Os cientistas estudaram duas linhagens genéticas, J e T, às quais pertencem 30% dos europeus actuais. Estas linhagens, ou "haplogrupos", são matrilineares: são definidas pelas características genéticas de um pequeno fragmento de ADN que está alojado em estruturas celulares chamadas mitocôndrias (as "baterias" das células) e que é transmitido à descendência exclusivamente pela mãe. Como o ADN das mitocôndrias sofre mutações com a passagem do tempo a um ritmo mais ou menos conhecido, o estudo das diversas linhagens matrilineares actuais - o termo técnico é "haplogrupos mitocondriais" - permite reconstituir geográfica e temporalmente o percurso, ao longo dos milénios, das populações que hoje povoam o planeta e formam uma árvore genealógica da humanidade. Na sua raiz, esta árvore tem a célebre "Eva mitocondrial", a "mãe de todos os humanos actuais, que terá vivido em África há uns 200 mil anos.
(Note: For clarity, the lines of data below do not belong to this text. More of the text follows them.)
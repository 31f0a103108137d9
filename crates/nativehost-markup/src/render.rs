use nativehost_core::{live_children, MemoryTree, NodeError, NodeId};

use crate::serializer::MarkupEnvironment;

impl MarkupEnvironment {
    /// Serializes the live subtree under `root`.
    pub fn render(&self, tree: &MemoryTree, root: NodeId) -> Result<String, NodeError> {
        let widget = tree.widget(root)?;
        if let Some(text) = widget.text() {
            return Ok(self.text(text));
        }
        let children = live_children(tree, root)?
            .into_iter()
            .map(|child| self.render(tree, child))
            .collect::<Result<Vec<_>, _>>()?;
        Ok(self.serialize(widget.tag(), widget.props(), &children))
    }
}

/// [`MarkupEnvironment::render`] without void tags.
pub fn render(tree: &MemoryTree, root: NodeId) -> Result<String, NodeError> {
    MarkupEnvironment::default().render(tree, root)
}

#[cfg(test)]
#[path = "tests/render_tests.rs"]
mod tests;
Como salientam os cientistas, é um facto que, para além dos refúgios europeus, certas regiões do Médio Oriente continuaram a ser habitadas durante o auge da Idade do Gelo. Por isso, escrevem ainda, "decidimos reavaliar o contributo dos haplogrupos mitocondriais J e T". Sequenciaram integralmente o ADN mitocondrial de centenas de pessoas pertencentes a estas duas linhagens maternas na Europa mediterrânica, Cáucaso e Médio Oriente. E concluem que "os haplogrupos J e T começaram claramente a espalhar-se a partir do Médio Oriente imediatamente depois do pico da última glaciação, há cerca de 19 mil anos, com grandes expansões pela Europa há 12 a 16 mil anos".
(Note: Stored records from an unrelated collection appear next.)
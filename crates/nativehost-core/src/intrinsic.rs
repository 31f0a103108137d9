use crate::context::HostContext;
use crate::host::Host;
use crate::props::Props;
use crate::tree::{Child, HostTree, PropertySetter};
use crate::NodeId;

/// Update state retained for one intrinsic node between snapshots.
///
/// The driving engine calls [`Intrinsic::update`] once per snapshot, strictly
/// in sequence; the returned id is the node's current renderable instance.
#[derive(Clone, Debug)]
pub struct Intrinsic {
    node: NodeId,
    context: HostContext,
    props: Props,
    children: Vec<Child>,
    updates: usize,
}

impl Intrinsic {
    pub fn new(node: NodeId, context: HostContext) -> Self {
        Self {
            node,
            context,
            props: Props::new(),
            children: Vec::new(),
            updates: 0,
        }
    }

    pub fn node(&self) -> NodeId {
        self.node
    }

    pub fn context(&self) -> &HostContext {
        &self.context
    }

    pub fn props(&self) -> &Props {
        &self.props
    }

    pub fn children(&self) -> &[Child] {
        &self.children
    }

    /// Context handed to the children of this node.
    pub fn child_context<T, S>(&self, host: &Host<T, S>) -> HostContext
    where
        T: HostTree,
        S: PropertySetter<T>,
    {
        match host.tree().kind(self.node) {
            Ok(kind) => self.context.child_of(kind),
            Err(_) => self.context,
        }
    }

    pub fn update<T, S>(&mut self, host: &mut Host<T, S>, props: Props, children: Vec<Child>) -> NodeId
    where
        T: HostTree,
        S: PropertySetter<T>,
    {
        let initial = self.updates == 0;
        host.reconcile_properties(self.node, &self.props, &props, initial, &self.context);
        self.props = props;
        if !self.children.is_empty() || !children.is_empty() {
            host.reconcile_children(self.node, &children);
        }
        self.children = children;
        self.updates += 1;
        self.node
    }
}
Os resultados são importantes, diz ao PÚBLICO Luísa Pereira, geneticista do Instituto de Patologia e Imunologia Molecular da Universidade do Porto e uma das co-autoras, porque "esclarecem que uma percentagem elevada da diversidade genética materna na Europa, que sempre se associou à migração neolítica, afinal já teria tido uma entrada mais precoce". E também revelam, acrescenta, "que a expansão destes haplogrupos no período neolítico [há uns 10 mil anos] já correspondeu, em grande parte, a expansões locais na Europa e não à vinda [nessa altura] de pessoas do Próximo Oriente".
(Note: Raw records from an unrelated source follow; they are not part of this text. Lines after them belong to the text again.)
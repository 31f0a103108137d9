use std::rc::Rc;

use crate::diagnostics::{Diagnostic, DiagnosticSink, LogSink};
use crate::error::NodeError;
use crate::tree::{live_children, HostTree, PropertySetter};
use crate::NodeId;

/// A target tree together with the property setter and diagnostic channel
/// the reconcilers drive it through.
pub struct Host<T, S> {
    tree: T,
    setter: S,
    diagnostics: Rc<dyn DiagnosticSink>,
}

impl<T, S> Host<T, S>
where
    T: HostTree,
    S: PropertySetter<T>,
{
    pub fn new(tree: T, setter: S) -> Self {
        Self {
            tree,
            setter,
            diagnostics: Rc::new(LogSink),
        }
    }

    pub fn with_diagnostics(mut self, sink: Rc<dyn DiagnosticSink>) -> Self {
        self.diagnostics = sink;
        self
    }

    pub fn tree(&self) -> &T {
        &self.tree
    }

    pub fn tree_mut(&mut self) -> &mut T {
        &mut self.tree
    }

    pub fn setter(&self) -> &S {
        &self.setter
    }

    pub fn setter_mut(&mut self) -> &mut S {
        &mut self.setter
    }

    pub fn into_parts(self) -> (T, S) {
        (self.tree, self.setter)
    }

    /// Live children of `parent` across all of its attachment points.
    pub fn children(&self, parent: NodeId) -> Result<Vec<NodeId>, NodeError> {
        live_children(&self.tree, parent)
    }

    pub(crate) fn report(&self, diagnostic: Diagnostic) {
        self.diagnostics.report(&diagnostic);
    }

    pub(crate) fn parts_mut(&mut self) -> (&mut T, &mut S) {
        (&mut self.tree, &mut self.setter)
    }
}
Resta agora encontrar provas arqueológicas de que as coisas se passaram mesmo assim. Na zona do refúgio ibérico, por exemplo, do qual terão surgido algumas das principais linhagens matrilineares que repovoaram a Europa após o máximo glaciar, "há muitos vestígios de arte rupestre - a nossa Foz Côa, Altamira, Lascaux e muitos outros locais", explica Luísa Pereira. A equipa pensa que estudos na Anatólia, região de transição, "poderão ser a chave para testar o modelo sugerido pelo ADN mitocondrial".